Stored data entries:
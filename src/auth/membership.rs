//! Membership providers consulted in turn by the authenticator.

use std::collections::HashMap;

use async_trait::async_trait;
use libunftp::auth::AuthenticationError;

use crate::auth::user::{Account, AccountKind};
use crate::config::schema::AccountOptions;

/// User names treated as anonymous logins.
pub const ANONYMOUS_USER_NAMES: [&str; 2] = ["anonymous", "ftp"];

/// A source of accounts.
///
/// Returns `Ok(None)` when the user is unknown to this provider so the next
/// provider gets a chance.
#[async_trait]
pub trait MembershipProvider: Send + Sync + std::fmt::Debug {
    fn name(&self) -> &'static str;

    async fn validate(&self, username: &str, password: Option<&str>) -> Result<Option<Account>, AuthenticationError>;
}

/// Accepts `anonymous` and `ftp`; the password is kept as the e-mail address.
#[derive(Debug, Default)]
pub struct AnonymousMembership;

#[async_trait]
impl MembershipProvider for AnonymousMembership {
    fn name(&self) -> &'static str {
        "anonymous"
    }

    async fn validate(&self, username: &str, password: Option<&str>) -> Result<Option<Account>, AuthenticationError> {
        if !ANONYMOUS_USER_NAMES
            .iter()
            .any(|candidate| candidate.eq_ignore_ascii_case(username))
        {
            return Ok(None);
        }

        let email = password
            .map(str::trim)
            .filter(|email| !email.is_empty())
            .map(str::to_string);

        Ok(Some(Account {
            name: username.to_ascii_lowercase(),
            kind: AccountKind::Anonymous { email },
        }))
    }
}

/// Accounts declared in the settings file.
#[derive(Debug, Default)]
pub struct CustomMembership {
    passwords: HashMap<String, String>,
}

impl CustomMembership {
    pub fn new(accounts: &[AccountOptions]) -> Self {
        Self {
            passwords: accounts
                .iter()
                .map(|account| (account.name.clone(), account.password.clone()))
                .collect(),
        }
    }
}

#[async_trait]
impl MembershipProvider for CustomMembership {
    fn name(&self) -> &'static str {
        "custom"
    }

    async fn validate(&self, username: &str, password: Option<&str>) -> Result<Option<Account>, AuthenticationError> {
        let Some(expected) = self.passwords.get(username) else {
            return Ok(None);
        };

        if password != Some(expected.as_str()) {
            return Err(AuthenticationError::BadPassword);
        }

        Ok(Some(Account {
            name: username.to_string(),
            kind: AccountKind::Custom,
        }))
    }
}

HOW TO COMPLETE THIS TASK:
Retype the entries in full. Keep every line identical.

ANSWER SECTION:
filename src/auth/membership.rs
//! Membership providers consulted in turn by the authenticator.

use std::collections::HashMap;

use async_trait::async_trait;
use libunftp::auth::AuthenticationError;

use crate::auth::user::{Account, AccountKind};
use crate::config::schema::AccountOptions;

/// User names treated as anonymous logins.
pub const ANONYMOUS_USER_NAMES: [&str; 2] = ["anonymous", "ftp"];

/// A source of accounts.
///
/// Returns `Ok(None)` when the user is unknown to this provider so the next
/// provider gets a chance.
#[async_trait]
pub trait MembershipProvider: Send + Sync + std::fmt::Debug {
    fn name(&self) -> &'static str;

    async fn validate(&self, username: &str, password: Option<&str>) -> Result<Option<Account>, AuthenticationError>;
}

/// Accepts `anonymous` and `ftp`; the password is kept as the e-mail address.
#[derive(Debug, Default)]
pub struct AnonymousMembership;

#[async_trait]
impl MembershipProvider for AnonymousMembership {
    fn name(&self) -> &'static str {
        "anonymous"
    }

    async fn validate(&self, username: &str, password: Option<&str>) -> Result<Option<Account>, AuthenticationError> {
        if !ANONYMOUS_USER_NAMES
            .iter()
            .any(|candidate| candidate.eq_ignore_ascii_case(username))
        {
            return Ok(None);
        }

        let email = password
            .map(str::trim)
            .filter(|email| !email.is_empty())
            .map(str::to_string);

        Ok(Some(Account {
            name: username.to_ascii_lowercase(),
            kind: AccountKind::Anonymous { email },
        }))
    }
}

/// Accounts declared in the settings file.
#[derive(Debug, Default)]
pub struct CustomMembership {
    passwords: HashMap<String, String>,
}

impl CustomMembership {
    pub fn new(accounts: &[AccountOptions]) -> Self {
        Self {
            passwords: accounts
                .iter()
                .map(|account| (account.name.clone(), account.password.clone()))
                .collect(),
        }
    }
}

#[async_trait]
impl MembershipProvider for CustomMembership {
    fn name(&self) -> &'static str {
        "custom"
    }

    async fn validate(&self, username: &str, password: Option<&str>) -> Result<Option<Account>, AuthenticationError> {
        let Some(expected) = self.passwords.get(username) else {
            return Ok(None);
        };

        if password != Some(expected.as_str()) {
            return Err(AuthenticationError::BadPassword);
        }

        Ok(Some(Account {
            name: username.to_string(),
            kind: AccountKind::Custom,
        }))
    }
}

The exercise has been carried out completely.